In early 1988, the Wyoming Division of Criminal Investigation and the Sheriff's Office of Campbell County, Wyoming, investigated a methamphetamine distribution scheme in the vicinity of Gillette, Wyoming. The investigation focused on defendant as the source in the distribution chain and on Marvin Aeschbacher as a mid-level seller.
Through the use of an undercover informant, the officials initially purchased one-eighth of an ounce of methamphetamine from a street-level seller. The informant then bought one ounce of methamphetamine from the same individual after the seller obtained approval from his source, Marvin Aeschbacher.
The officials proceeded to buy larger quantities of methamphetamine in an attempt to identify those individuals higher up the distribution chain. The undercover informant went to Mr. Aeschbacher's trailer home to negotiate a two-ounce purchase. During the meeting, the informant noticed a pistol hanging on the wall and asked about buying it. Mr. Aeschbacher told him that the gun was stolen and that he had other firearms. The informant bought the pistol. Later that evening, the informant purchased from Mr. Aeschbacher two ounces of methamphetamine, another pistol, and a shotgun.
Mr. Aeschbacher testified that he travelled to defendant's residence in Glenrock, Wyoming, to obtain methamphetamine from his source, defendant Gillis. Record, vol. 8, at 131-32. Police surveillance followed Mr. Aeschbacher as he travelled from Gillette to Glenrock and observed his activities at defendant's residence. Testimony was also presented that defendant would supply Mr. Aeschbacher with methamphetamine on credit and that he would be paid after Mr. Aeschbacher made sales in Gillette.
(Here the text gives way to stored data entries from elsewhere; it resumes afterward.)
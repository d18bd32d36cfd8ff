//! Row mapping traits and utilities

use crate::error::{OrmError, OrmResult};
use crate::value::{BoxError, FromValue, TIMESTAMP_FORMAT, Value, is_textual};
use chrono::{DateTime, NaiveDate, NaiveDateTime, NaiveTime, Utc};
use indexmap::IndexMap;
use rust_decimal::Decimal;
use std::error::Error;
use tokio_postgres::Row;
use tokio_postgres::types::{FromSql, Type};

/// A materialized row: column name to value, in result-set order.
pub type Record = IndexMap<String, Value>;

/// Build a [`Record`] from `column => value` pairs.
///
/// ```ignore
/// let data = record! { "name" => "alice", "age" => 30 };
/// ```
#[macro_export]
macro_rules! record {
    () => { $crate::Record::new() };
    ($($col:expr => $val:expr),+ $(,)?) => {{
        let mut record = $crate::Record::new();
        $(record.insert(::std::string::String::from($col), $crate::Value::from($val));)+
        record
    }};
}

/// Trait for converting a materialized [`Record`] into a Rust struct.
///
/// This trait should typically be derived using `#[derive(Model)]`
/// from the `pgfluent-derive` crate.
pub trait FromRecord: Sized {
    /// Convert a record into Self
    fn from_record(record: &Record) -> OrmResult<Self>;
}

impl FromRecord for Record {
    fn from_record(record: &Record) -> OrmResult<Self> {
        Ok(record.clone())
    }
}

/// Extension trait for Record to provide typed access
pub trait RecordExt {
    /// Try to get a column value, returning OrmError::Decode on failure
    fn try_get_column<T: FromValue>(&self, column: &str) -> OrmResult<T>;
}

impl RecordExt for Record {
    fn try_get_column<T: FromValue>(&self, column: &str) -> OrmResult<T> {
        let value = self.get(column).unwrap_or(&Value::Null);
        T::from_value(value).map_err(|e| OrmError::decode(column, e))
    }
}

/// Accepts any column type; `None` means the type has no [`Value`] mapping.
struct Column(Option<Value>);

impl<'a> FromSql<'a> for Column {
    fn from_sql(ty: &Type, raw: &'a [u8]) -> Result<Self, BoxError> {
        decode_column(ty, raw).map(Column)
    }

    fn from_sql_null(_: &Type) -> Result<Self, BoxError> {
        Ok(Column(Some(Value::Null)))
    }

    fn accepts(_: &Type) -> bool {
        true
    }
}

/// Map one non-NULL binary column to a [`Value`].
///
/// Temporal, uuid, numeric and json columns are carried as text in a form
/// that binds back into the same column type.
pub(crate) fn decode_column(ty: &Type, raw: &[u8]) -> Result<Option<Value>, BoxError> {
    let value = match *ty {
        Type::BOOL => Value::Bool(bool::from_sql(ty, raw)?),
        Type::INT2 => Value::Int(i16::from_sql(ty, raw)?.into()),
        Type::INT4 => Value::Int(i32::from_sql(ty, raw)?.into()),
        Type::INT8 => Value::Int(i64::from_sql(ty, raw)?),
        Type::OID => Value::Int(u32::from_sql(ty, raw)?.into()),
        Type::FLOAT4 => Value::Float(f32::from_sql(ty, raw)?.into()),
        Type::FLOAT8 => Value::Float(f64::from_sql(ty, raw)?),
        // NaN and values beyond 28 digits have no Decimal form.
        Type::NUMERIC => match Decimal::from_sql(ty, raw) {
            Ok(d) => Value::Text(d.to_string()),
            Err(_) => return Ok(None),
        },
        Type::UUID => Value::Text(uuid::Uuid::from_sql(ty, raw)?.to_string()),
        Type::DATE => Value::Text(NaiveDate::from_sql(ty, raw)?.to_string()),
        Type::TIME => Value::Text(NaiveTime::from_sql(ty, raw)?.to_string()),
        Type::TIMESTAMP => Value::Text(
            NaiveDateTime::from_sql(ty, raw)?
                .format(TIMESTAMP_FORMAT)
                .to_string(),
        ),
        Type::TIMESTAMPTZ => Value::Text(DateTime::<Utc>::from_sql(ty, raw)?.to_rfc3339()),
        Type::JSON | Type::JSONB => {
            Value::Text(serde_json::Value::from_sql(ty, raw)?.to_string())
        }
        Type::BYTEA => {
            let mut hex = String::with_capacity(2 + raw.len() * 2);
            hex.push_str("\\x");
            for b in raw {
                hex.push_str(&format!("{b:02x}"));
            }
            Value::Text(hex)
        }
        _ if is_textual(ty) => Value::Text(<&str as FromSql>::from_sql(ty, raw)?.to_string()),
        _ => return Ok(None),
    };
    Ok(Some(value))
}

/// Decode a driver row into a [`Record`].
///
/// Columns whose type has no mapping are read as NULL with a warning.
pub fn record_from_row(row: &Row) -> OrmResult<Record> {
    let mut record = Record::with_capacity(row.len());
    for (idx, column) in row.columns().iter().enumerate() {
        let name = column.name();
        let Column(value) = row.try_get::<_, Column>(idx).map_err(|e| {
            let message = e.source().map_or_else(|| e.to_string(), |s| s.to_string());
            OrmError::decode(name, message)
        })?;
        let value = value.unwrap_or_else(|| {
            tracing::warn!(
                target: "pgfluent",
                column = name,
                pg_type = %column.type_(),
                "column type has no value mapping, read as NULL"
            );
            Value::Null
        });
        record.insert(name.to_string(), value);
    }
    Ok(record)
}

#[cfg(test)]
mod tests {
    use super::*;
    use tokio_postgres::types::ToSql;

    #[derive(Debug, PartialEq)]
    struct User {
        id: i64,
        name: String,
        nickname: Option<String>,
    }

    impl FromRecord for User {
        fn from_record(record: &Record) -> OrmResult<Self> {
            Ok(Self {
                id: record.try_get_column("id")?,
                name: record.try_get_column("name")?,
                nickname: record.try_get_column("nickname")?,
            })
        }
    }

    #[test]
    fn record_macro_keeps_insertion_order() {
        let r = record! { "b" => 1, "a" => "x" };
        let keys: Vec<_> = r.keys().cloned().collect();
        assert_eq!(keys, vec!["b", "a"]);
        assert_eq!(r["a"], Value::from("x"));
    }

    #[test]
    fn from_record_maps_missing_optional_to_none() {
        let r = record! { "id" => 3, "name" => "ann" };
        let user = User::from_record(&r).unwrap();
        assert_eq!(
            user,
            User {
                id: 3,
                name: "ann".into(),
                nickname: None
            }
        );
    }

    #[test]
    fn from_record_reports_decode_column() {
        let r = record! { "id" => "abc", "name" => "ann" };
        let err = User::from_record(&r).unwrap_err();
        assert!(matches!(err, OrmError::Decode { ref column, .. } if column == "id"));
    }

    fn raw<T: tokio_postgres::types::ToSql>(value: T, ty: &Type) -> Vec<u8> {
        let mut buf = bytes::BytesMut::new();
        value.to_sql(ty, &mut buf).unwrap();
        buf.to_vec()
    }

    fn decode(ty: &Type, bytes: &[u8]) -> Option<Value> {
        decode_column(ty, bytes).unwrap()
    }

    #[test]
    fn decodes_scalar_columns() {
        assert_eq!(decode(&Type::BOOL, &raw(true, &Type::BOOL)), Some(Value::Bool(true)));
        assert_eq!(decode(&Type::INT2, &raw(-7i16, &Type::INT2)), Some(Value::Int(-7)));
        assert_eq!(decode(&Type::INT4, &raw(7i32, &Type::INT4)), Some(Value::Int(7)));
        assert_eq!(decode(&Type::INT8, &raw(1i64 << 40, &Type::INT8)), Some(Value::Int(1 << 40)));
        assert_eq!(decode(&Type::OID, &raw(25u32, &Type::OID)), Some(Value::Int(25)));
        assert_eq!(decode(&Type::FLOAT4, &raw(0.5f32, &Type::FLOAT4)), Some(Value::Float(0.5)));
        assert_eq!(decode(&Type::FLOAT8, &raw(2.25f64, &Type::FLOAT8)), Some(Value::Float(2.25)));
        assert_eq!(decode(&Type::TEXT, &raw("ann", &Type::TEXT)), Some(Value::from("ann")));
        assert_eq!(decode(&Type::VARCHAR, &raw("bo", &Type::VARCHAR)), Some(Value::from("bo")));
    }

    #[test]
    fn numeric_decodes_to_text_that_binds_back() {
        let price: Decimal = "9.99".parse().unwrap();
        let bytes = raw(price, &Type::NUMERIC);
        let value = decode(&Type::NUMERIC, &bytes).unwrap();
        assert_eq!(value, Value::from("9.99"));

        let mut buf = bytes::BytesMut::new();
        value.to_sql_checked(&Type::NUMERIC, &mut buf).unwrap();
        assert_eq!(buf.to_vec(), bytes);
    }

    #[test]
    fn timestamp_decodes_with_t_separator_and_binds_back() {
        let ts = NaiveDate::from_ymd_opt(2024, 1, 1)
            .and_then(|d| d.and_hms_opt(10, 0, 0))
            .unwrap();
        let bytes = raw(ts, &Type::TIMESTAMP);
        let value = decode(&Type::TIMESTAMP, &bytes).unwrap();
        assert_eq!(value, Value::from("2024-01-01T10:00:00"));

        let mut buf = bytes::BytesMut::new();
        value.to_sql_checked(&Type::TIMESTAMP, &mut buf).unwrap();
        assert_eq!(buf.to_vec(), bytes);
    }

    #[test]
    fn typed_columns_decode_as_text() {
        let id: uuid::Uuid = "67e55044-10b1-426f-9247-bb680e5fe0c8".parse().unwrap();
        assert_eq!(
            decode(&Type::UUID, &raw(id, &Type::UUID)),
            Some(Value::from("67e55044-10b1-426f-9247-bb680e5fe0c8"))
        );
        let day = NaiveDate::from_ymd_opt(2024, 2, 29).unwrap();
        assert_eq!(decode(&Type::DATE, &raw(day, &Type::DATE)), Some(Value::from("2024-02-29")));
        let doc = serde_json::json!({"a": [1, 2]});
        assert_eq!(
            decode(&Type::JSONB, &raw(doc, &Type::JSONB)),
            Some(Value::from(r#"{"a":[1,2]}"#))
        );
        assert_eq!(
            decode(&Type::BYTEA, &[0x01, 0xff]),
            Some(Value::from("\\x01ff"))
        );
    }

    #[test]
    fn enum_labels_decode_as_text() {
        let mood = Type::new(
            "mood".to_string(),
            90_001,
            tokio_postgres::types::Kind::Enum(vec!["happy".to_string()]),
            "public".to_string(),
        );
        assert_eq!(decode(&mood, b"happy"), Some(Value::from("happy")));
    }

    #[test]
    fn unmapped_types_are_not_errors() {
        assert_eq!(decode(&Type::INTERVAL, &[0; 16]), None);
        assert_eq!(decode(&Type::POINT, &[0; 16]), None);
        assert!(Column::accepts(&Type::INTERVAL));
        assert!(matches!(
            Column::from_sql_null(&Type::INTERVAL),
            Ok(Column(Some(Value::Null)))
        ));
    }

    #[test]
    fn malformed_bytes_are_errors() {
        assert!(decode_column(&Type::INT4, &[0, 1]).is_err());
        assert!(decode_column(&Type::TEXT, &[0xff, 0xfe]).is_err());
    }
}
Approximately one month before trial, defendant was tried on identical charges arising out of a methamphetamine distribution scheme involving different coconspirators. Of the thirty-two prospective jurors on the venire panel at defendant's second trial, at least fifteen were present at the selection of the first jury. Three individuals present on both panels sat as trial jurors in the present case. These three persons had been excused during the voir dire examination in the first trial.
Prior to the voir dire examination, defendant challenged the entire venire panel for cause. He also specifically challenged for cause the venire members who were on the previous panel. Defendant argued that these individuals had heard voir dire concerning the first trial, knew about his previous indictment and trial, and were therefore unable to be fair and impartial. The record does not indicate, however, whether they were aware of the disposition of the charges. Defendant was also concerned about asking specific questions during voir dire for fear of notifying the other venire members about the first trial.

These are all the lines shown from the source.